Однако, на наш взгляд, ошибочно полагать, что такой отрицательный компонент в структуре концепта соответствует лишь культурной и исторической специфике русского концепта «свобода». Будучи универсальным, концепт «свобода» содержит в себе элемент отрицания, поскольку зачастую дефиниции свободы основаны на отрицании, например, каких-либо ограничений, преград, стеснений.

Мы полагаем что, одной из причин появления устойчивой отрицательной оценки в структуре русского концепта «свобода» может быть обилие в истории народа ситуаций выхода за рамки «нормативной области выбора», когда человек находится  долгое время в ситуации неволи, рабства, преодолев которую, попадает в ситуацию вседозволенности, что сопровождается ощущением счастья.

Характер взаимоотношений концептов «воля» и «свобода» очень точно передала Н. Д. Арутюнова, отмечая, что на протяжении всей истории русского языка эти концепты «находились в постоянном взаимодействии, то сближаясь, то отдаляясь друг от друга. Существенно то, что воля постоянно вторгалась в поле свободы, приобретая социальный смысл, а свобода стремилась сбросить путы законов и отождествить себя с беззаконной волей» [Арутюнова, 2003: 75].

Благодаря деятельности СМИ, новым формам получения и передачи информации, распространению высоких технологий акты конструирования реальности становятся более сложными. Е.С. Кубрякова выделяет следующие тенденции, влияющие на современную языковую картину мира: чрезвычайное усложнение модели мира, структур знания и оценок мира в целом; усложнение наивной модели мира, где картирование мира происходит по принципу выделения целых новых областей знания; возникновение иных миров (виртуальных, воображаемых, фантастических); возрастание роли и места средств вторичной номинации; стремление говорящих отразить в языковой деятельности не только новые структуры знаний, но и новые структуры мнений и оценок [Кубрякова, 2004: 9-15].

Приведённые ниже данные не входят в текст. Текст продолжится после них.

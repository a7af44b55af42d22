use crate::search::voicing::{Fret, Voicing};
use crate::types::tuning::STRING_COUNT;

/// Rows shown in one chord diagram
pub const WINDOW_ROWS: u8 = 5;

/// Frets at or below this display at a window starting on fret 1, so open
/// shapes and low positions share the same diagram
const LOW_POSITION_CEILING: u8 = 5;

/// What one string shows in a diagram
#[derive(Debug, Clone, Copy, PartialEq, Eq)]
#[cfg_attr(feature = "serde", derive(serde::Serialize, serde::Deserialize))]
pub enum DiagramCell {
    /// String is not played: an X above the nut
    Muted,
    /// String rings open: an O above the nut
    Open,
    /// A dot on the given window row (1-based, always within the window)
    Dot(u8),
}

/// A voicing mapped into the 5-fret relative window used for display
#[derive(Debug, Clone, Copy, PartialEq, Eq)]
#[cfg_attr(feature = "serde", derive(serde::Serialize, serde::Deserialize))]
pub struct Diagram {
    start_fret: u8,
    cells: [DiagramCell; STRING_COUNT],
}

impl Diagram {
    /// Choose the display window for a voicing and map each absolute fret to
    /// its relative row.
    pub fn from_voicing(voicing: &Voicing) -> Self {
        let fretted: Vec<u8> = voicing.fretted().collect();
        let max_fretted = fretted.iter().max().copied().unwrap_or(0);
        let min_fretted = fretted.iter().min().copied().unwrap_or(0);

        let start_fret = if max_fretted > LOW_POSITION_CEILING {
            min_fretted
        } else {
            1
        };

        let mut cells = [DiagramCell::Muted; STRING_COUNT];
        for (string, cell) in cells.iter_mut().enumerate() {
            *cell = match voicing.frets()[string] {
                Fret::Muted => DiagramCell::Muted,
                Fret::Played(0) => DiagramCell::Open,
                Fret::Played(fret) => {
                    let row = fret as i16 - start_fret as i16 + 1;
                    if (1..=WINDOW_ROWS as i16).contains(&row) {
                        DiagramCell::Dot(row as u8)
                    } else {
                        // Unreachable while the hand-span rule holds; a note
                        // outside the window is dropped from the visual
                        DiagramCell::Muted
                    }
                }
            };
        }

        Diagram { start_fret, cells }
    }

    /// Absolute fret the first window row represents
    pub fn start_fret(&self) -> u8 {
        self.start_fret
    }

    /// True when the window does not begin at the nut
    pub fn is_offset(&self) -> bool {
        self.start_fret > 1
    }

    /// Per-string diagram cells, low string first
    pub fn cells(&self) -> &[DiagramCell; STRING_COUNT] {
        &self.cells
    }
}
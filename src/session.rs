//! Interactive session state.
//!
//! The session is an explicit, immutable-per-call snapshot: command handlers
//! replace fields and every display re-runs the pure search pipeline from
//! scratch, so nothing computed ever outlives the inputs it came from.

use fretwork_core::search::{find_voicings, InversionFilter, RankedVoicing, SearchOptions};
use fretwork_core::types::{ChordFamily, ChordSpec, Note, Scale, Tuning};

/// Highest fret ceiling the front-end will ask the engine to search
pub const MAX_FRET_CEILING: u8 = 15;

/// Everything the REPL needs to answer "what voicings should I show?"
#[derive(Debug, Clone)]
pub struct Session {
    pub tuning: Tuning,
    pub root: Note,
    pub family: ChordFamily,
    pub scale: Scale,
    pub max_fret: u8,
    pub filter: InversionFilter,
    pub options: SearchOptions,
}

impl Session {
    pub fn new() -> Self {
        Session {
            tuning: Tuning::standard(),
            root: Note::from_semitones(0), // C
            family: ChordFamily::Major,
            scale: Scale::major(),
            max_fret: 9,
            filter: InversionFilter::all(),
            options: SearchOptions::default(),
        }
    }

    /// The currently selected chord
    pub fn chord(&self) -> ChordSpec {
        ChordSpec::from_family(self.root, self.family)
    }

    /// Chord symbol for headers, e.g. "Am7"
    pub fn chord_symbol(&self) -> String {
        format!("{}{}", self.root, self.family.suffix())
    }

    /// Run the pipeline for the current chord and apply the inversion filter
    pub fn voicings(&self) -> Vec<RankedVoicing> {
        self.voicings_for(&self.chord())
    }

    /// Run the pipeline for an arbitrary chord under the session's tuning,
    /// ceiling, and inversion filter
    pub fn voicings_for(&self, chord: &ChordSpec) -> Vec<RankedVoicing> {
        let mut results = find_voicings(chord, &self.tuning, self.max_fret, &self.options);
        results.retain(|ranked| self.filter.allows(ranked.inversion));
        results
    }
}

impl Default for Session {
    fn default() -> Self {
        Self::new()
    }
}

#[cfg(test)]
mod tests {
    use super::*;
    use fretwork_core::search::Inversion;

    #[test]
    fn test_default_session_finds_voicings() {
        let session = Session::new();
        assert_eq!(session.chord_symbol(), "C");
        assert!(!session.voicings().is_empty());
    }

    #[test]
    fn test_inversion_filter_applies() {
        let mut session = Session::new();
        session.root = "E".parse().unwrap();
        session.family = ChordFamily::Major;

        session.filter.first = false;
        session.filter.second = false;
        for ranked in session.voicings() {
            assert_eq!(ranked.inversion, Inversion::Natural);
        }
    }

    #[test]
    fn test_chord_symbol_includes_suffix() {
        let mut session = Session::new();
        session.root = "A".parse().unwrap();
        session.family = ChordFamily::MinorSeventh;
        assert_eq!(session.chord_symbol(), "Am7");
    }
}
use gloo_timers::callback::Interval;
use wasm_bindgen_futures::spawn_local;
use yew::prelude::*;

use crate::config;
use crate::services::carousel::{Carousel, CarouselAction};
use crate::services::clock::{read_clock, SystemClock};
use crate::services::jitter::{ActiveCrews, MathRandom, Step};
use crate::services::theme::{BrowserThemeService, Theme};
use crate::services::weather::{fetch_weather, BrowserLocator, HttpForecast, WeatherSnapshot};

/// Formatted local time, refreshed every second. `None` until the first tick.
#[hook]
pub fn use_clock() -> Option<String> {
    let now = use_state(|| None::<String>);

    {
        let now = now.clone();
        use_effect_with_deps(
            move |_| {
                let interval = Interval::new(config::CLOCK_TICK_MS, move || {
                    now.set(Some(read_clock(&SystemClock)));
                });
                move || drop(interval)
            },
            (),
        );
    }

    (*now).clone()
}

#[hook]
pub fn use_active_crews() -> u32 {
    let crews = use_reducer(ActiveCrews::default);

    {
        let crews = crews.dispatcher();
        use_effect_with_deps(
            move |_| {
                let interval = Interval::new(config::JITTER_TICK_MS, move || {
                    crews.dispatch(Step::draw(&MathRandom));
                });
                move || drop(interval)
            },
            (),
        );
    }

    crews.count()
}

/// Auto-advancing carousel over `len` slides. Selecting a slide by hand
/// leaves the advance timer running on its own cadence.
#[hook]
pub fn use_carousel(len: usize) -> (Carousel, Callback<usize>) {
    let carousel = use_reducer(move || Carousel::new(len));

    {
        let carousel = carousel.dispatcher();
        use_effect_with_deps(
            move |_| {
                let interval = Interval::new(config::CAROUSEL_TICK_MS, move || {
                    carousel.dispatch(CarouselAction::Advance);
                });
                move || drop(interval)
            },
            len,
        );
    }

    let select = {
        let carousel = carousel.dispatcher();
        Callback::from(move |index: usize| carousel.dispatch(CarouselAction::Select(index)))
    };

    (*carousel, select)
}

#[hook]
pub fn use_weather() -> WeatherSnapshot {
    let weather = use_state(WeatherSnapshot::default);

    {
        let weather = weather.clone();
        use_effect_with_deps(
            move |_| {
                spawn_local(async move {
                    weather.set(fetch_weather(&BrowserLocator, &HttpForecast).await);
                });
                || ()
            },
            (),
        );
    }

    *weather
}

/// Current theme as applied to the document, plus a callback that flips it.
#[hook]
pub fn use_theme() -> (Theme, Callback<MouseEvent>) {
    let theme = use_state(|| BrowserThemeService::browser().current());

    let toggle = {
        let theme = theme.clone();
        Callback::from(move |_: MouseEvent| {
            theme.set(BrowserThemeService::browser().toggle());
        })
    };

    (*theme, toggle)
}
use log::Level;

use crate::services::weather::Coordinates;

pub const WEATHER_API_URL: &str = "https://api.open-meteo.com/v1/forecast";

/// Seoul city hall. Used when the browser can't or won't give us a position.
pub const FALLBACK_LOCATION: Coordinates = Coordinates {
    latitude: 37.5665,
    longitude: 126.9780,
};

pub const GEOLOCATION_TIMEOUT_MS: u32 = 3_000;
pub const GEOLOCATION_MAX_AGE_MS: u32 = 300_000;
pub const WEATHER_REQUEST_TIMEOUT_MS: u32 = 5_000;

pub const CLOCK_TICK_MS: u32 = 1_000;
pub const JITTER_TICK_MS: u32 = 1_500;
pub const CAROUSEL_TICK_MS: u32 = 4_000;

/// External signup page, baked in at build time.
/// Empty or unset means the placeholder form is shown instead.
pub fn signup_url() -> Option<&'static str> {
    option_env!("RUNCREW_SIGNUP_URL")
        .map(str::trim)
        .filter(|url| !url.is_empty())
}

#[cfg(debug_assertions)]
pub fn log_level() -> Level {
    Level::Debug
}

#[cfg(not(debug_assertions))]
pub fn log_level() -> Level {
    Level::Info
}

Современный мир, шагнув в эпоху глобальных информационных сетей, приобрел принципиально новые средства обмена, хранения и доступа к информации. Кроме того, практически неограниченный доступ к Интернету превратил его в принципиально новый вид СМИ. Происходит глобализация средств массовой информации и коммуникации, трансформируется вся структура коммуникативного опыта человека. Особый интерес ученых вызывает вопрос функционирования различных дискурсов и их взаимовлияние. На современном этапе развития лингвистической науки в теории дискурса нет единства в толковании самого термина «дискурс». Трактовки термина «дискурс» с лингвистических позиций достаточно многочисленны, а за некоторыми из них стоят сложные, хорошо усвоенные научной мыслью концепции. Даже беглый обзор этих концепций – трудная задача, решение которой и не предполагается в данной работе. Одной из наиболее распространенных в современной лингвистике является точка зрения, согласно которой дискурс – это сложное коммуникативное явление, включающее кроме текста, еще и экстралингвистические факторы (знания о мире, мнения, установки, цели адресата), необходимые для понимания текста» [Караулов, Петров, 1989: 8]. Лингвистическое исследование медиадискурса является в последнее время одним из наиболее перспективных направлений развития гуманитарного знания, что непосредственно связано с возрастанием роли СМИ, которые целенаправленно формируют общественное мнение, шкалу ценностей массового потребителя и пользуются значительным влиянием.

Манипулятивный потенциал концепта «свобода» раскрывается в аксиологическом аспекте, что выражается его представленностью в медиа-дискурсе и в качестве ценности, отражающей культурные доминанты и культурные артефакты, и в качестве антиценности. Свобода как антиценность в медиа-дискурсе зачастую имеет такое концептуальное оформление, как мыслительная картинка. Ср.: «Толпы громят магазины и лавки в Тамбове, тысячи случаев самосудов на местах. Свобода. Сентябрь семнадцатого – апофеоз безответственной свободы, которой и сегодня думают прельстить нас сирены американской демократии» (С-П Ведомости 05.10.07).

Свобода зачастую воспринимается как пустая форма, заполняемая «смыслом-для-себя», в зависимости от способностей, опыта, личных или политических целей. Как известно, значения слов, выражающих политические идеалы наиболее подвержены изменению. «Больше всего страдает слово свобода, которое в тоталитарных странах используется столь же часто, как в либеральных» [Хайек, 1990: 12, 105]. Однако оценочный ореол свободы, как отмечалось, довольно устойчив. Это слово редко входит в негативные контексты. Даже во времена войн избегают говорить о свободе убийств (врага), а в периоды ликвидации частной собственности или, напротив, ее внедрения в социум не принято говорить о свободе присвоения (чужого) имущества [Арутюнова, 2003: 75]. 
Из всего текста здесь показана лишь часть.